J Neurol Neurosurg Psychiatry. Author manuscript; available in PMC 2010 July 9.
Published in final edited form as:
PMCID: PMC2900785
NIHMSID: NIHMS217165

MR Spectroscopy Indicates Diffuse Multiple Sclerosis Activity During Remission

Abstract

Objective

To test the hypothesis that diffuse abnormalities precede axonal damage and atrophy in the MRI normal-appearing tissue of relapsing-remitting (RR) multiple sclerosis (MS) patients, and that these processes continue during clinical remission.

Methods

Twenty-one recently diagnosed mildly disabled (mean disease duration 2.3 years, mean Expanded Disability Status Scale score of 1.4) RR MS patients and 15 healthy matched controls were scanned with MRI and proton MR spectroscopic imaging (1H-MRSI) at 3 T. Metabolite concentrations: N-acetylaspartate (NAA) for neuronal integrity; choline (Cho) for membrane turnover rate; creatine (Cr) and myo-inositol (mI) for glial status were obtained in a 360 cm3 volume-of-interest (VOI) with 3D multivoxel 1H-MRSI. They were converted into absolute amounts using phantom replacement and normalized into absolute concentrations by dividing by the VOI tissue volume fraction obtained from MRI segmentation.

Results

The patients’ mean VOI tissue volume fraction, 0.92 and NAA concentration, 9.6 mM, were not different from controls’ 0.94 and 9.6 mM. In contrast, the patients’ mean Cr, Cho and mI levels 7.7, 1.9, 4.1 mM were 9%, 14% and 20%, higher than the controls’ 7.1, 1.6 and 3.4 mM (p=0.0097, 0.003 and 0.0023).

Conclusions

The absence of early tissue atrophy and apparent axonal dysfunction (NAA loss) in these RR MS patients suggests that both are preceded by diffuse glial proliferation (astrogliosis), as well as possible inflammation, de- and re-myelination reflected by elevated mI, Cho and Cr, even during clinical remission and despite immunomodulatory treatment.

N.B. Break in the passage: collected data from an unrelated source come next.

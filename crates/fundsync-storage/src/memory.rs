//! In-memory [`Store`] for tests and fixture runs.
//!
//! Emulates both database views: `page_results` joins results with their page
//! and event, and `crm_current_totals` folds committed deltas onto the master
//! record's initial snapshot. State is not persisted.

use std::collections::{BTreeMap, HashMap};

use async_trait::async_trait;
use chrono::{DateTime, Utc};
use fundsync_core::{
    ContactRecord, CrmTotalsRow, DetailRecord, DiscoveredPage, Event, EventId, FundraisingResult,
    MasterRecord, Nullable, Page, PageId, PagePriority, PageResult, Priority, PriorityChange,
    ResultKey, StatsCursor, Totals,
};
use tokio::sync::RwLock;

use crate::{Store, StoreResult};

#[derive(Debug, Default)]
struct State {
    events: BTreeMap<EventId, Event>,
    pages: BTreeMap<PageId, Page>,
    priorities: BTreeMap<PageId, PagePriority>,
    results: BTreeMap<ResultKey, FundraisingResult>,
    contacts: Vec<(DateTime<Utc>, ContactRecord)>,
    masters: BTreeMap<PageId, MasterRecord>,
    details: Vec<DetailRecord>,
    crm_overrides: HashMap<PageId, CrmTotalsRow>,
}

#[derive(Debug, Default)]
pub struct MemoryStore {
    state: RwLock<State>,
}

impl MemoryStore {
    pub fn new() -> Self {
        Self::default()
    }

    pub async fn seed_event(&self, event: Event) {
        self.state.write().await.events.insert(event.event_id, event);
    }

    pub async fn seed_page(
        &self,
        page: DiscoveredPage,
        priority: Priority,
        last_synced_at: Option<DateTime<Utc>>,
    ) {
        let now = Utc::now();
        let mut state = self.state.write().await;
        state.priorities.insert(
            page.page_id,
            PagePriority {
                page_id: page.page_id,
                priority,
                last_synced_at,
            },
        );
        state.pages.insert(
            page.page_id,
            Page {
                page_id: page.page_id,
                charity_id: page.charity_id,
                event_id: page.event_id,
                short_name: page.short_name,
                created_at: now,
                updated_at: now,
            },
        );
    }

    pub async fn seed_result(&self, result: FundraisingResult) {
        self.state.write().await.results.insert(result.key, result);
    }

    pub async fn seed_contact(&self, contact: ContactRecord, modified_at: DateTime<Utc>) {
        self.state.write().await.contacts.push((modified_at, contact));
    }

    pub async fn seed_master(&self, record: MasterRecord) {
        self.state.write().await.masters.insert(record.page_id, record);
    }

    /// Replaces the computed CRM totals for a page, e.g. to simulate a
    /// half-synced CRM row with null columns.
    pub async fn override_crm_totals(&self, row: CrmTotalsRow) {
        self.state.write().await.crm_overrides.insert(row.page_id, row);
    }

    pub async fn result(&self, key: ResultKey) -> Option<FundraisingResult> {
        self.state.read().await.results.get(&key).cloned()
    }

    pub async fn result_count(&self, page_id: PageId) -> usize {
        self.state
            .read()
            .await
            .results
            .keys()
            .filter(|key| key.page_id == page_id)
            .count()
    }

    pub async fn page(&self, page_id: PageId) -> Option<Page> {
        self.state.read().await.pages.get(&page_id).cloned()
    }

    pub async fn event(&self, event_id: EventId) -> Option<Event> {
        self.state.read().await.events.get(&event_id).cloned()
    }

    pub async fn master(&self, page_id: PageId) -> Option<MasterRecord> {
        self.state.read().await.masters.get(&page_id).cloned()
    }

    pub async fn details(&self, page_id: PageId) -> Vec<DetailRecord> {
        self.state
            .read()
            .await
            .details
            .iter()
            .filter(|detail| detail.page_id == page_id)
            .cloned()
            .collect()
    }
}

fn folded_crm_totals(state: &State, page_id: PageId) -> Option<CrmTotalsRow> {
    if let Some(row) = state.crm_overrides.get(&page_id) {
        return Some(row.clone());
    }
    let master = state.masters.get(&page_id)?;
    let current = state
        .details
        .iter()
        .filter(|detail| detail.page_id == page_id)
        .fold(master.initial, |acc, detail| acc.plus(&detail.deltas));
    Some(CrmTotalsRow {
        page_id,
        contact_id: Nullable::Present(master.contact_id.clone()),
        raised_online: Nullable::Present(current.raised_online),
        raised_sms: Nullable::Present(current.raised_sms),
        raised_offline: Nullable::Present(current.raised_offline),
        estimated_gift_aid: Nullable::Present(current.estimated_gift_aid),
        target: Nullable::Present(current.target),
    })
}

#[async_trait]
impl Store for MemoryStore {
    async fn select_stale_pages(
        &self,
        limit: usize,
        stale_before: DateTime<Utc>,
    ) -> StoreResult<Vec<PageId>> {
        let state = self.state.read().await;
        let mut candidates: Vec<&PagePriority> = state
            .priorities
            .values()
            .filter(|p| !p.priority.is_excluded())
            .filter(|p| p.last_synced_at.map_or(true, |at| at < stale_before))
            .collect();
        // Option orders None first, which is what the schedule wants
        candidates.sort_by_key(|p| (p.priority.raw(), p.last_synced_at, p.page_id));
        Ok(candidates
            .into_iter()
            .take(limit)
            .map(|p| p.page_id)
            .collect())
    }

    async fn trusted_events(&self) -> StoreResult<Vec<Event>> {
        let state = self.state.read().await;
        let mut events: Vec<Event> = state
            .events
            .values()
            .filter(|event| event.is_trusted())
            .cloned()
            .collect();
        events.sort_by_key(|event| (event.priority.raw(), event.event_id));
        Ok(events)
    }

    async fn find_event(&self, event_id: EventId) -> StoreResult<Option<Event>> {
        Ok(self.state.read().await.events.get(&event_id).cloned())
    }

    async fn trusted_event_starting_at(
        &self,
        start_date: DateTime<Utc>,
    ) -> StoreResult<Option<EventId>> {
        Ok(self
            .state
            .read()
            .await
            .events
            .values()
            .find(|event| event.is_trusted() && event.start_date == Some(start_date))
            .map(|event| event.event_id))
    }

    async fn insert_event(&self, event: &Event) -> StoreResult<bool> {
        let mut state = self.state.write().await;
        if state.events.contains_key(&event.event_id) {
            return Ok(false);
        }
        state.events.insert(event.event_id, event.clone());
        Ok(true)
    }

    async fn find_page(&self, page_id: PageId) -> StoreResult<Option<Page>> {
        Ok(self.state.read().await.pages.get(&page_id).cloned())
    }

    async fn insert_page(&self, page: &DiscoveredPage) -> StoreResult<()> {
        let now = Utc::now();
        let mut state = self.state.write().await;
        state.pages.entry(page.page_id).or_insert_with(|| Page {
            page_id: page.page_id,
            charity_id: page.charity_id,
            event_id: page.event_id,
            short_name: page.short_name.clone(),
            created_at: now,
            updated_at: now,
        });
        state
            .priorities
            .entry(page.page_id)
            .or_insert_with(|| PagePriority {
                page_id: page.page_id,
                priority: Priority::default(),
                last_synced_at: None,
            });
        Ok(())
    }

    async fn update_page_short_name(
        &self,
        page_id: PageId,
        short_name: Option<&str>,
    ) -> StoreResult<()> {
        if let Some(page) = self.state.write().await.pages.get_mut(&page_id) {
            page.short_name = short_name.map(str::to_string);
            page.updated_at = Utc::now();
        }
        Ok(())
    }

    async fn page_priority(&self, page_id: PageId) -> StoreResult<Option<PagePriority>> {
        Ok(self.state.read().await.priorities.get(&page_id).cloned())
    }

    async fn apply_priority(&self, page_id: PageId, change: PriorityChange) -> StoreResult<()> {
        if let Some(entry) = self.state.write().await.priorities.get_mut(&page_id) {
            entry.priority = entry.priority.apply(change);
        }
        Ok(())
    }

    async fn mark_synced(&self, page_id: PageId, at: DateTime<Utc>) -> StoreResult<()> {
        if let Some(entry) = self.state.write().await.priorities.get_mut(&page_id) {
            entry.last_synced_at = Some(at);
        }
        Ok(())
    }

    async fn insert_baseline_if_absent(
        &self,
        page_id: PageId,
        totals: &Totals,
    ) -> StoreResult<bool> {
        let key = ResultKey::baseline(page_id);
        let mut state = self.state.write().await;
        if state.results.contains_key(&key) {
            return Ok(false);
        }
        state.results.insert(
            key,
            FundraisingResult {
                key,
                totals: *totals,
                updated_at: Utc::now(),
            },
        );
        Ok(true)
    }

    async fn upsert_daily_result(&self, key: ResultKey, totals: &Totals) -> StoreResult<()> {
        let now = Utc::now();
        let mut state = self.state.write().await;
        let row = state.results.entry(key).or_insert_with(|| FundraisingResult {
            key,
            totals: *totals,
            updated_at: now,
        });
        if row.totals != *totals {
            row.totals = *totals;
            row.updated_at = now;
        }
        Ok(())
    }

    async fn page_results(
        &self,
        page_id: PageId,
        limit: Option<usize>,
    ) -> StoreResult<Vec<PageResult>> {
        let state = self.state.read().await;
        let Some(page) = state.pages.get(&page_id) else {
            return Ok(Vec::new());
        };
        let event_name = state
            .events
            .get(&page.event_id)
            .map(|event| event.name.clone())
            .unwrap_or_default();

        let rows = state
            .results
            .values()
            .rev()
            .filter(|result| result.key.page_id == page_id)
            .take(limit.unwrap_or(usize::MAX))
            .map(|result| PageResult {
                charity_id: page.charity_id,
                event_id: page.event_id,
                event_name: event_name.clone(),
                page_short_name: page.short_name.clone(),
                key: result.key,
                timestamp: result.updated_at,
                totals: result.totals,
            })
            .collect();
        Ok(rows)
    }

    async fn unmatched_contacts(&self) -> StoreResult<Vec<ContactRecord>> {
        let state = self.state.read().await;
        let linked = |id: &str| {
            state.masters.values().any(|m| m.contact_id == id)
                || state.details.iter().any(|d| d.contact_id == id)
        };
        let mut contacts: Vec<&(DateTime<Utc>, ContactRecord)> = state
            .contacts
            .iter()
            .filter(|(_, contact)| !linked(&contact.id))
            .collect();
        contacts.sort_by(|a, b| b.0.cmp(&a.0));
        Ok(contacts.into_iter().map(|(_, c)| c.clone()).collect())
    }

    async fn master_record_exists(&self, page_id: PageId) -> StoreResult<bool> {
        Ok(self.state.read().await.masters.contains_key(&page_id))
    }

    async fn insert_master_record(&self, record: &MasterRecord) -> StoreResult<()> {
        self.state
            .write()
            .await
            .masters
            .entry(record.page_id)
            .or_insert_with(|| record.clone());
        Ok(())
    }

    async fn stats_cursors(&self) -> StoreResult<Vec<StatsCursor>> {
        let state = self.state.read().await;
        Ok(state
            .masters
            .keys()
            .map(|&page_id| StatsCursor {
                page_id,
                last_transaction: state
                    .details
                    .iter()
                    .filter(|detail| detail.page_id == page_id)
                    .map(|detail| detail.transaction_date)
                    .max(),
            })
            .collect())
    }

    async fn update_master_page_url(&self, page_id: PageId, url: &str) -> StoreResult<bool> {
        let mut state = self.state.write().await;
        match state.masters.get_mut(&page_id) {
            Some(master) if master.page_url.as_deref() != Some(url) => {
                master.page_url = Some(url.to_string());
                Ok(true)
            }
            _ => Ok(false),
        }
    }

    async fn crm_current_totals(&self, page_id: PageId) -> StoreResult<Option<CrmTotalsRow>> {
        Ok(folded_crm_totals(&*self.state.read().await, page_id))
    }

    async fn insert_detail_record(&self, record: &DetailRecord) -> StoreResult<()> {
        self.state.write().await.details.push(record.clone());
        Ok(())
    }
}
use chrono::{DateTime, Utc};
use fundsync_core::{DiscoveredPage, PriorityChange, ResultKey, DEFAULT_PAGE_PRIORITY};
use fundsync_storage::Store;
use serde::Serialize;
use tracing::{debug, info, warn};

use crate::error::CycleError;
use crate::scheduler::SyncPlan;
use crate::throttle::{CallError, ThrottledPlatform};

#[derive(Debug, Clone, Copy, Default, PartialEq, Eq, Serialize)]
pub struct ResultStats {
    pub fetched: usize,
    pub upserted: usize,
    pub baselines_created: usize,
    pub excluded: usize,
}

/// Fetches current totals for due pages and folds each outcome back into the
/// page's priority.
pub struct Synchronizer<'a> {
    store: &'a dyn Store,
    platform: &'a ThrottledPlatform,
}

impl<'a> Synchronizer<'a> {
    pub fn new(store: &'a dyn Store, platform: &'a ThrottledPlatform) -> Self {
        Self { store, platform }
    }

    /// Stops at the first fetch error; writes for earlier pages are kept.
    pub async fn sync(&self, plan: &SyncPlan, now: DateTime<Utc>) -> Result<ResultStats, CycleError> {
        let mut stats = ResultStats::default();
        for page in plan.due_pages() {
            self.sync_page(page, now, &mut stats).await?;
        }
        Ok(stats)
    }

    async fn sync_page(
        &self,
        page: &DiscoveredPage,
        now: DateTime<Utc>,
        stats: &mut ResultStats,
    ) -> Result<(), CycleError> {
        let page_id = page.page_id;
        let Some(short_name) = page.short_name.as_deref() else {
            debug!(page_id, "page has no short name; excluding");
            self.exclude(page_id, now, stats).await?;
            return Ok(());
        };

        let snapshot = match self.platform.page_results(short_name).await {
            Ok(snapshot) => snapshot,
            Err(CallError::Aborted(aborted)) => return Err(aborted.into()),
            Err(CallError::Platform(source)) => {
                warn!(page_id, error = %source, "results fetch failed; demoting page");
                self.store.apply_priority(page_id, PriorityChange::Demote).await?;
                return Err(CycleError::PageFetch { page_id, source });
            }
        };
        stats.fetched += 1;

        if snapshot.cancelled {
            info!(page_id, "page cancelled; excluding");
            self.exclude(page_id, now, stats).await?;
            return Ok(());
        }

        if self
            .store
            .insert_baseline_if_absent(page_id, &snapshot.totals)
            .await?
        {
            stats.baselines_created += 1;
            debug!(page_id, "baseline result recorded");
        }
        self.store
            .upsert_daily_result(ResultKey::for_day(page_id, now.date_naive()), &snapshot.totals)
            .await?;
        stats.upserted += 1;

        self.store.mark_synced(page_id, now).await?;
        self.store
            .apply_priority(page_id, PriorityChange::RecoverTo(DEFAULT_PAGE_PRIORITY))
            .await?;
        Ok(())
    }

    async fn exclude(
        &self,
        page_id: i64,
        now: DateTime<Utc>,
        stats: &mut ResultStats,
    ) -> Result<(), CycleError> {
        self.store.apply_priority(page_id, PriorityChange::Exclude).await?;
        self.store.mark_synced(page_id, now).await?;
        stats.excluded += 1;
        Ok(())
    }
}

Keywords: Multiple Sclerosis, normal-appearing tissue, MR Spectroscopy

INTRODUCTION

The sensitivity of T1- and T2-weighted MRI to white matter (WM) lesions and to regional as well as global atrophy has made this modality central to the diagnosis and treatment monitoring of multiple sclerosis (MS).[1-4] Paradoxically, these findings correlate only weakly with clinical disability,[5] an incongruity due MRI's insensitivity to microscopic pathology and lack of specificity to distinguish inflammation from demyelination, axonal loss, or gliosis.[1, 6] Since MS is now recognized to be a diffuse disease of both normal-appearing WM (NAWM) and gray matter (GM),[7, 8] these sensitivity and specificity issues limit the potential of clinical MRI to fully assess the total load of the disease and consequently, to monitor treatment response.[6]

Although diffuse pathology that leads to microscopic axonal damage is often MRI-occult, it is nevertheless detectable with quantitative MR methods.[6] For example, proton MR spectroscopy (1H-MRS) can probe tissue metabolism;[9] whereas magnetization transfer and diffusion tensor imaging can assess myelin and WM integrity.[1] These have shown that NAWM abnormalities may (a) be present in all MS subgroups, (b) correlate with disability and cognitive impairment, (c) occur prior to lesion development, all suggesting they play a role in lesion formation.[6, 7]

1H-MRS offers the ability to monitor several pathological processes via their specific metabolic markers: N-acetylaspartate (NAA) for neuronal integrity, whose decline correlated better with disability than MRI metrics;[10] myo-inositol (mI) for glial proliferation,[6] whose elevation has also correlated with impairment;[11] creatine (Cr) for energy status and cell density and choline (Cho) for inflammation, de- and re-myelination.[10] Unfortunately, most studies to date use single-voxel or 2D 1H-MRS that sample under 10% of the brain, subjecting them to the implicit assumption that such small volumes are globally representative. In addition, quantification with metabolite ratios may have confounded interpretation since Cr (the frequent denominator) levels are reported to also vary.[12, 13]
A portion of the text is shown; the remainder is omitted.